::: Material to process :::

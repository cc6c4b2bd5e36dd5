use clap::Parser;
use log::info;

use bgapps::mst;
use bgapps::opts::{exit_with, CommonArgs};
use bgraph::BlockEngine;

#[derive(Parser, Debug)]
#[command(version, about = "minimum spanning forest (id-weighted)", long_about = None)]
struct Args {
    #[command(flatten)]
    common: CommonArgs,
}

fn main() {
    env_logger::init();
    let args = Args::parse();
    let cfg = args.common.engine_config().unwrap_or_else(|e| exit_with(e));
    let engine = BlockEngine::<u32>::open(cfg).unwrap_or_else(|e| exit_with(e));

    let rounds = mst::run(&engine);
    let s = engine.state();
    let trees = (0..engine.num_vertices()).filter(|&v| s.read(v) == v).count();
    info!("mst: {trees} trees after {rounds} rounds");

    if let Err(e) = engine.stop() {
        exit_with(e);
    }
}
use clap::Parser;
use log::info;

use bgapps::opts::{exit_with, CommonArgs};
use bgapps::pagerank;
use bgraph::BlockEngine;

#[derive(Parser, Debug)]
#[command(version, about = "pull-based pagerank", long_about = None)]
struct Args {
    #[command(flatten)]
    common: CommonArgs,

    /// number of iterations
    #[arg(long, default_value_t = 10)]
    iter: u32,
}

fn main() {
    env_logger::init();
    let args = Args::parse();
    let cfg = args.common.engine_config().unwrap_or_else(|e| exit_with(e));
    let engine = BlockEngine::<f32>::open(cfg).unwrap_or_else(|e| exit_with(e));

    pagerank::run(&engine, args.iter);
    let s = engine.state();
    let total: f32 = (0..engine.num_vertices()).map(|v| s.read(v)).sum();
    info!("pagerank: {} iterations, rank mass {total}", args.iter);

    if let Err(e) = engine.stop() {
        exit_with(e);
    }
}
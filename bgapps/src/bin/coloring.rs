use clap::Parser;
use log::info;

use bgapps::coloring;
use bgapps::opts::{exit_with, CommonArgs};
use bgraph::BlockEngine;

#[derive(Parser, Debug)]
#[command(version, about = "randomized graph coloring", long_about = None)]
struct Args {
    #[command(flatten)]
    common: CommonArgs,

    /// colors are drawn from 0..rand_max
    #[arg(long = "rand_max", default_value_t = 100)]
    rand_max: u32,

    /// give up after this many rounds
    #[arg(long = "max_rounds", default_value_t = 10_000)]
    max_rounds: u32,
}

fn main() {
    env_logger::init();
    let args = Args::parse();
    let mut cfg = args.common.engine_config().unwrap_or_else(|e| exit_with(e));
    // coloring reads and writes the same array by contract
    cfg.read_only_sync = true;
    let engine = BlockEngine::<u32>::open(cfg).unwrap_or_else(|e| exit_with(e));

    let outcome = coloring::run(&engine, args.rand_max, args.max_rounds);
    if let Err(e) = engine.stop() {
        exit_with(e);
    }
    match outcome {
        Some(rounds) => info!("coloring settled after {rounds} rounds"),
        None => exit_with(format!(
            "coloring did not settle within {} rounds",
            args.max_rounds
        )),
    }
}
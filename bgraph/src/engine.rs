//! Engine facade: loads the metadata and index arrays, spawns the four
//! workers, and exposes the map primitives as synchronous calls.
//!
//! A kernel is an ordinary closure over vertex ids; it captures whatever
//! shared handles it needs (the vertex state, a [`GraphView`]) and the map
//! call returns once the superstep has been executed over every block and
//! the vertex state synced.

use std::sync::atomic::{AtomicU64, Ordering};
use std::sync::{Arc, Mutex};
use std::thread::JoinHandle;

use crossbeam::channel::Sender;
use log::info;

use crate::buffer::EdgeBuffer;
use crate::config::EngineConfig;
use crate::error::{Error, Result};
use crate::executor::Executor;
use crate::graph::{BlockGraph, EdgeSlice};
use crate::hub::{ExecuteKind, ExecuteMessage, MapFunc, Message, MessageHub};
use crate::layout;
use crate::meta::GraphMeta;
use crate::reader::Reader;
use crate::scheduler::{Gate, Scheduler};
use crate::state::{StateSync, VertexState, VertexValue};
use crate::types::*;
use crate::writer::Writer;

/// Shared read view over the whole graph's index structures; cheap to
/// clone into kernels. Edge access crosses into a block's resident
/// sub-blocks and returns `None` otherwise.
#[derive(Clone)]
pub struct GraphView {
    meta: Arc<GraphMeta>,
    graphs: Arc<Vec<BlockGraph>>,
}

impl GraphView {
    pub fn num_vertices(&self) -> VertexCount {
        self.meta.num_vertices
    }

    pub fn out_degree(&self, v: VertexId) -> VertexDegree {
        let b = self.meta.block_of(v);
        self.graphs[b as usize].out_degree(v)
    }

    pub fn out_edges(&self, v: VertexId) -> Option<EdgeSlice> {
        let b = self.meta.block_of(v);
        self.graphs[b as usize].out_edges(v)
    }
}

pub struct BlockEngine<T: VertexValue> {
    meta: Arc<GraphMeta>,
    graphs: Arc<Vec<BlockGraph>>,
    buffer: Arc<EdgeBuffer>,
    state: Arc<VertexState<T>>,
    remaining_edges: Arc<AtomicU64>,
    response_tx: Sender<Message>,
    map_gate: Arc<Gate>,
    stop_gate: Arc<Gate>,
    // one map call at a time; the scheduler latches a single kernel
    map_lock: Mutex<()>,
    handles: Vec<JoinHandle<()>>,
    stopped: bool,
}

impl<T: VertexValue> BlockEngine<T> {
    pub fn open(cfg: EngineConfig) -> Result<Self> {
        let mut cfg = cfg;
        cfg.parallelism = cfg.parallelism.max(1);
        let meta = Arc::new(GraphMeta::load(&cfg.root)?);

        let largest_sub = meta.max_sub_block_bytes();
        if cfg.edge_buffer_budget < largest_sub {
            return Err(Error::BudgetTooSmall {
                budget: cfg.edge_buffer_budget,
                largest: largest_sub,
            });
        }
        let largest_block = meta.blocks.iter().map(|b| b.size_bytes()).max().unwrap_or(0);
        if !cfg.use_limits() && cfg.memory_budget < largest_block {
            return Err(Error::MemoryBudgetTooSmall {
                budget: cfg.memory_budget,
                largest: largest_block,
            });
        }
        if cfg.in_memory {
            let total: u64 = meta.blocks.iter().map(|b| b.size_bytes()).sum();
            let total_edges = meta.num_edges * EDGE_BYTES;
            if (!cfg.use_limits() && cfg.memory_budget < total) || cfg.edge_buffer_budget < total_edges
            {
                return Err(Error::MemoryBudgetTooSmall {
                    budget: cfg.memory_budget.min(cfg.edge_buffer_budget),
                    largest: total,
                });
            }
        }

        // Index arrays are small and stay resident for every block.
        let graphs: Arc<Vec<BlockGraph>> = Arc::new(
            meta.blocks
                .iter()
                .map(|bm| {
                    let g = BlockGraph::new(bm);
                    layout::read_index(&cfg.root, bm, false).map(|idx| {
                        g.publish_index(idx);
                        g
                    })
                })
                .collect::<Result<_>>()?,
        );

        let state = Arc::new(VertexState::<T>::new(
            meta.num_vertices as usize,
            cfg.read_only_sync,
        ));
        let buffer = Arc::new(EdgeBuffer::new(&meta, cfg.edge_buffer_budget));
        let remaining_edges = Arc::new(AtomicU64::new(meta.num_edges));
        let map_gate = Arc::new(Gate::new());
        let stop_gate = Arc::new(Gate::new());
        let hub = MessageHub::new();

        let reader = Reader::new(
            &cfg,
            meta.clone(),
            graphs.clone(),
            buffer.clone(),
            hub.reader_rx.clone(),
            hub.response_tx.clone(),
        );
        let writer = Writer::new(
            cfg.root.clone(),
            hub.writer_rx.clone(),
            hub.response_tx.clone(),
        );
        let executor = Executor::new(
            &cfg,
            graphs.clone(),
            buffer.clone(),
            remaining_edges.clone(),
            hub.executor_rx.clone(),
            hub.response_tx.clone(),
        );
        let scheduler = Scheduler::new(
            &cfg,
            &meta,
            graphs.clone(),
            buffer.clone(),
            state.clone() as Arc<dyn StateSync>,
            map_gate.clone(),
            stop_gate.clone(),
            hub.reader_tx.clone(),
            hub.executor_tx.clone(),
            hub.writer_tx.clone(),
            hub.response_rx.clone(),
        );

        let handles = vec![
            reader.spawn(),
            writer.spawn(),
            executor.spawn(),
            scheduler.spawn(),
        ];
        info!(
            "engine open: {} vertices, {} edges, {} blocks, parallelism {}",
            meta.num_vertices, meta.num_edges, meta.num_blocks, cfg.parallelism
        );

        Ok(BlockEngine {
            meta,
            graphs,
            buffer,
            state,
            remaining_edges,
            response_tx: hub.response_tx.clone(),
            map_gate,
            stop_gate,
            map_lock: Mutex::new(()),
            handles,
            stopped: false,
        })
    }

    pub fn state(&self) -> Arc<VertexState<T>> {
        self.state.clone()
    }

    pub fn view(&self) -> GraphView {
        GraphView {
            meta: self.meta.clone(),
            graphs: self.graphs.clone(),
        }
    }

    pub fn num_vertices(&self) -> VertexCount {
        self.meta.num_vertices
    }

    pub fn num_edges(&self) -> u64 {
        self.meta.num_edges
    }

    /// Edges still present after the mutate rounds so far.
    pub fn remaining_edges(&self) -> u64 {
        self.remaining_edges.load(Ordering::Relaxed)
    }

    /// High-water mark of resident edge-buffer bytes.
    pub fn peak_resident_bytes(&self) -> u64 {
        self.buffer.peak_bytes()
    }

    /// For each vertex of the current block, calls `f(v)`. `f` may read any
    /// vertex's synced value and write any vertex through the combining
    /// writers; it must not assume edge access.
    pub fn map_vertex(&self, f: impl Fn(VertexId) + Send + Sync + 'static) {
        self.run_map(MapFunc::Vertex(Arc::new(f)));
    }

    /// Like [`map_vertex`](Self::map_vertex), but dispatched per resident
    /// sub-block: `f(v)` may use `out_edges(v)`.
    pub fn map_vertex_with_edges(&self, f: impl Fn(VertexId) + Send + Sync + 'static) {
        self.run_map(MapFunc::VertexWithEdges(Arc::new(f)));
    }

    /// For each edge `(u, v)` with `u` in the current block, calls
    /// `f(u, v)` exactly once.
    pub fn map_edge(&self, f: impl Fn(VertexId, VertexId) + Send + Sync + 'static) {
        self.run_map(MapFunc::Edge(Arc::new(f)));
    }

    /// Like [`map_edge`](Self::map_edge); returning `true` deletes the
    /// edge. Deletions are applied when the round ends: blocks are
    /// compacted and rewritten as `.new` siblings (or republished in
    /// memory under `in_memory`).
    pub fn map_edge_and_mutate(
        &self,
        f: impl Fn(VertexId, VertexId) -> bool + Send + Sync + 'static,
    ) {
        self.run_map(MapFunc::EdgeMutate(Arc::new(f)));
    }

    fn run_map(&self, map: MapFunc) {
        let _serial = self.map_lock.lock().unwrap();
        self.map_gate.close();
        let mut m = ExecuteMessage::new(INVALID_BLOCK_ID, ExecuteKind::Compute);
        m.map = Some(map);
        self.response_tx
            .send(Message::Execute(m))
            .expect("response queue closed");
        self.map_gate.wait();
    }

    /// Waits for outstanding writebacks, shuts the workers down and joins
    /// them.
    pub fn stop(mut self) -> Result<()> {
        self.stop_inner();
        Ok(())
    }

    fn stop_inner(&mut self) {
        if self.stopped {
            return;
        }
        self.stopped = true;
        self.stop_gate.close();
        self.response_tx
            .send(Message::Execute(ExecuteMessage::terminate()))
            .expect("response queue closed");
        self.stop_gate.wait();
        for h in self.handles.drain(..) {
            let _ = h.join();
        }
        info!("engine stopped");
    }
}

impl<T: VertexValue> Drop for BlockEngine<T> {
    fn drop(&mut self) {
        self.stop_inner();
    }
}
use clap::Parser;
use log::info;

use bgapps::opts::{exit_with, CommonArgs};
use bgapps::wcc;
use bgraph::BlockEngine;

#[derive(Parser, Debug)]
#[command(version, about = "weakly connected components", long_about = None)]
struct Args {
    #[command(flatten)]
    common: CommonArgs,
}

fn main() {
    env_logger::init();
    let args = Args::parse();
    let cfg = args.common.engine_config().unwrap_or_else(|e| exit_with(e));
    let engine = BlockEngine::<u32>::open(cfg).unwrap_or_else(|e| exit_with(e));

    let rounds = wcc::run(&engine);
    let components = wcc::num_components(&engine.state(), engine.num_vertices());
    info!("wcc: {components} components after {rounds} rounds");

    if let Err(e) = engine.stop() {
        exit_with(e);
    }
}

:::

Problem to solve
Across the entries above, tally every line that includes the string "pagerank", then state only the count.

Output of the task
4